# Eclipse Carbon 7 bike?



## The_real_maverick (Sep 25, 2011)

Anyone have any idea about this bike? I was thinking I might pick it up if it was a good bike back in the day. I know everything on it is old school dura ace. Its an Eclipse brand bike with Carbon fiber 7 frame and not sure about the fork. Im guessing its late 80s. Anyone got more info about it? Thanks


----------



## DeeEight (Sep 4, 2011)

This thread is useless without pictures.


----------



## The_real_maverick (Sep 25, 2011)

Let me see if I can fine one of the same bike. I have just never even heard of this bike.


----------



## The_real_maverick (Sep 25, 2011)

This is the same bike. Not sure what the fork is though.

Eclipse Carbon 7 Carbon Fiber Road Bike


----------



## latman (Apr 24, 2004)

rebranded Miyata maybe ?


----------



## Dave Hickey (Jan 27, 2002)

latman said:


> rebranded Miyata maybe ?


Or Giant?


----------



## The_real_maverick (Sep 25, 2011)

After doing research on the net, I found that it was a smaller company that made these bikes in the late 80s or early 90s. They had good components and were sold is small quantities. But based on its little popularity I think I'm gonna pass on it.


----------



## orbeamike (Nov 20, 2004)

Wow, I actually think it is a pretty cool bik, based on the small pics on CL. if it is indeed all DA and little used it is definitely worth the 250 asking price. 
I would snag it if it were in my size and near me.


----------



## onespeedbiker (May 28, 2007)

The_real_maverick said:


> After doing research on the net, I found that it was a smaller company that made these bikes in the late 80s or early 90s. They had good components and were sold is small quantities. But based on its little popularity I think I'm gonna pass on it.
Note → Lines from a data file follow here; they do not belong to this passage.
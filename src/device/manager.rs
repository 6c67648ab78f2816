//! Owns at most one device session and relays its events to the consumer.
//!
//! Every session gets a new generation number. Link events that arrive for any generation other
//! than the active one belong to a session that is already closed and are dropped, so nothing a
//! closed session does can reach the `EventSink`.

use std::time::SystemTime;
use futures::channel::mpsc::{Sender, UnboundedSender};
use log::{debug, info, warn};
use tokio::time::Instant;

use crate::config::types::DeviceConfig;
use crate::device::protocol::Reading;
use crate::device::radio::{LinkInbox, LinkSenders, RadioProvider, TaggedLinkEvent};
use crate::device::session::{DeviceSession, LiveSession, SimulatedSession};
use crate::device::types::{ConnectionState, DeviceEvent, SessionKind};
use crate::error::SessionError;

/// A session event as seen by the consumer.
#[derive(Debug, Clone, PartialEq)]
pub struct EventEnvelope {
    pub generation: u64,
    /// Increases by one for every event emitted by the manager, across sessions.
    pub sequence: u64,
    pub emitted_at: SystemTime,
    pub event: DeviceEvent,
}

pub trait EventSink: Send {
    fn emit(&mut self, envelope: EventEnvelope);
}

impl EventSink for UnboundedSender<EventEnvelope> {
    fn emit(&mut self, envelope: EventEnvelope) {
        if let Err(err) = self.unbounded_send(envelope) {
            debug!("Event receiver is gone, dropping {:?}", err.into_inner().event);
        }
    }
}

impl EventSink for Sender<EventEnvelope> {
    fn emit(&mut self, envelope: EventEnvelope) {
        if let Err(err) = self.try_send(envelope) {
            warn!("Failed to deliver event (full: {}): {:?}", err.is_full(), err.into_inner().event);
        }
    }
}

struct ActiveSession {
    generation: u64,
    session: Box<dyn DeviceSession>,
}

pub struct SessionManager {
    config: DeviceConfig,
    radio: Box<dyn RadioProvider>,
    sink: Box<dyn EventSink>,
    links: LinkSenders,
    active: Option<ActiveSession>,
    generation: u64,
    sequence: u64,
}

impl SessionManager {
    /// Also returns the inbox that receives the events of every radio link this manager opens.
    /// Whoever drives the manager hands them back through `dispatch`.
    pub fn new(config: DeviceConfig, radio: Box<dyn RadioProvider>, sink: Box<dyn EventSink>) -> (Self, LinkInbox) {
        let (links, inbox) = LinkInbox::new();
        let manager = SessionManager {
            config,
            radio,
            sink,
            links,
            active: None,
            generation: 0,
            sequence: 0,
        };
        (manager, inbox)
    }

    pub fn generation(&self) -> u64 {
        self.generation
    }

    pub fn has_active_session(&self) -> bool {
        self.active.is_some()
    }

    pub fn active_generation(&self) -> Option<u64> {
        self.active.as_ref().map(|active| active.generation)
    }

    pub fn kind(&self) -> Option<SessionKind> {
        self.active.as_ref().map(|active| active.session.kind())
    }

    pub fn state(&self) -> Option<ConnectionState> {
        self.active.as_ref().map(|active| active.session.state())
    }

    pub fn last_seen_at(&self) -> Option<SystemTime> {
        self.active.as_ref().and_then(|active| active.session.last_seen_at())
    }

    /// Closes the active session, if any, then starts a new one of the requested kind.
    pub fn start_scan(&mut self, simulated: bool) -> Result<(), SessionError> {
        self.close();

        self.generation += 1;
        let generation = self.generation;
        let kind = SessionKind::from_simulated(simulated);
        info!("Starting {:?} session (generation {})", kind, generation);

        let session: Box<dyn DeviceSession> = match kind {
            SessionKind::Simulated => Box::new(SimulatedSession::new()),
            SessionKind::Live { .. } => {
                let link = self.radio.open(self.links.for_generation(generation))
                    .map_err(|source| SessionError::RadioUnavailable { source })?;
                Box::new(LiveSession::new(self.config.clone(), link))
            },
        };

        let active = self.active.insert(ActiveSession { generation, session });
        let mut events = Vec::new();
        let result = active.session.start(&mut events);
        self.forward(generation, events);
        result
    }

    /// Asks the active session for one value. Without a session this only reports
    /// `SessionError::NotConnected`; no event is emitted.
    pub fn poll(&mut self) -> Result<Option<Reading>, SessionError> {
        let Some(active) = self.active.as_mut() else {
            debug!("Poll without an active session");
            return Err(SessionError::NotConnected);
        };

        let generation = active.generation;
        let mut events = Vec::new();
        let result = active.session.poll(&mut events);
        self.forward(generation, events);
        result
    }

    /// Stops the active session and releases it. The resulting `NotConnected` event is the last
    /// event emitted until the next `start_scan`.
    pub fn disconnect(&mut self) {
        let Some(mut active) = self.active.take() else { return };

        let mut events = Vec::new();
        active.session.stop(&mut events);
        active.session.close();
        self.forward(active.generation, events);
        info!("Disconnected session (generation {})", active.generation);
    }

    /// Releases the active session without emitting anything.
    pub fn close(&mut self) {
        if let Some(mut active) = self.active.take() {
            active.session.close();
            info!("Closed session (generation {})", active.generation);
        }
    }

    pub fn dispatch(&mut self, tagged: TaggedLinkEvent) {
        let Some(active) = self.active.as_mut().filter(|active| active.generation == tagged.generation) else {
            debug!("Dropping stale link event of generation {}: {:?}", tagged.generation, tagged.event);
            return;
        };

        let generation = active.generation;
        let mut events = Vec::new();
        active.session.handle_link_event(tagged.event, &mut events);
        self.forward(generation, events);
    }

    /// Dispatches every link event that is already queued in `inbox`.
    pub fn dispatch_pending(&mut self, inbox: &mut LinkInbox) {
        while let Some(tagged) = inbox.try_next() {
            self.dispatch(tagged);
        }
    }

    pub fn deadline(&self) -> Option<Instant> {
        self.active.as_ref().and_then(|active| active.session.deadline())
    }

    /// Fires the active session's timeout if its deadline is at or before `now`.
    pub fn tick(&mut self, now: Instant) {
        let Some(active) = self.active.as_mut() else { return };

        match active.session.deadline() {
            Some(deadline) if deadline <= now => {
                let generation = active.generation;
                let mut events = Vec::new();
                active.session.timeout_elapsed(&mut events);
                self.forward(generation, events);
            },
            _ => {},
        }
    }

    fn forward(&mut self, generation: u64, events: Vec<DeviceEvent>) {
        for event in events {
            self.sequence += 1;
            debug!("Event #{} (generation {}): {:?}", self.sequence, generation, event);
            self.sink.emit(EventEnvelope {
                generation,
                sequence: self.sequence,
                emitted_at: SystemTime::now(),
                event,
            });
        }
    }
}

impl Drop for SessionManager {
    fn drop(&mut self) {
        self.close();
    }
}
Your frame was made by the same maker as DaVinici's (made in Canada) and branded by a small bike shop in Canada called Pecco's in Ottawa; who are still in business. Pecco bikes are now made in Thailand as are the DaVinci's.


----------



## ScottInCincinnati (Feb 20, 2004)

I had an Eclipse hybrid/cyclocross bike a few years ago that I built up for a friend. I posted it on this very forum:

http://forums.roadbikereview.com/retro-classic/eclipse-anyone-76365.html

It's not carbon, but is it the same company? It doesn't seem like it would be Canadian, with the USA stickers prominently displayed, but maybe?

Scott


----------



## Bertrand (Feb 1, 2005)

onespeedbiker said:


> Your frame was made by the same maker as DaVinici's (made in Canada) and branded by a small bike shop in Canada called Pecco's in Ottawa; who are still in business. Pecco bikes are now made in Thailand as are the DaVinci's.


Thailand? Don't you mean Taiwan?


----------



## onespeedbiker (May 28, 2007)

Bertrand said:


> Thailand? Don't you mean Taiwan?


I got the information from an ex-employee of Eclipse and he said Thailand; maybe he meant one of those countries not China..:blush2: But they do make bike frames in Thailand.


----------



## carbon7 (Dec 2, 2014)

A while back you asked about the Eclipse Carbon 7 (link below). I am very familiar with the bike having been the last "dealer" they delivered the frame. 

The frame was made by TVT of France. 
A 7-layer TVT carbon/kevlar tubes bonded to Vitus 979 aluminum lugs
included was Fork Vitus Aluminum 979 or for an additional $600 (1200 retail) a matching carbon fork. Frame was $750 (1500 retail) wholesale. It was the most responsive frame I ever owned. 

The bike was also sold as the Look Carbon which is the one Greg Lemond road to win the TDF. The sole difference in these frames were the decals placed on them by Look or Eclipse. Whether Look or Eclipse, the frame was the top Carbon, thus, hard to find and sold for list.

The challenge was the adhesive at the lugs or the tubes at the lugs. Over time the epoxy would break down and the frame would lose integrity. Sometimes stress fractures would appear in the carbon, thus, its life was over. Mine showed some discoloration at the end of the carbon as it goes to the lugs. Possibly, oxidation? Rode the frame from 86' to 2011. Very light and stiff. Twitchy like a high end sports car or Ducati. If you can handle it, it can do amazing things. Alternatively, one second in control and the next not. It was above me and I was a solid Cat 3.

Not sure I would buy and old Eclipse or old carbon given structural aging and no real gain in weight over newer steel frames which sell cheap after a couple years. Was offered 3k a couple months back because the guy knew Lemond. It was my baby, built piece by piece and later appeared as the centerfold "dream cycle" in Bicycle magazine. Could not part with it. 

Hope this helps.


----------



## crossracer (Jun 21, 2004)

/\/\/\/\/\/\/\/\ THanks for sharing. Its an older post but its allways great to learn new info about classic bikes. 

Bill


----------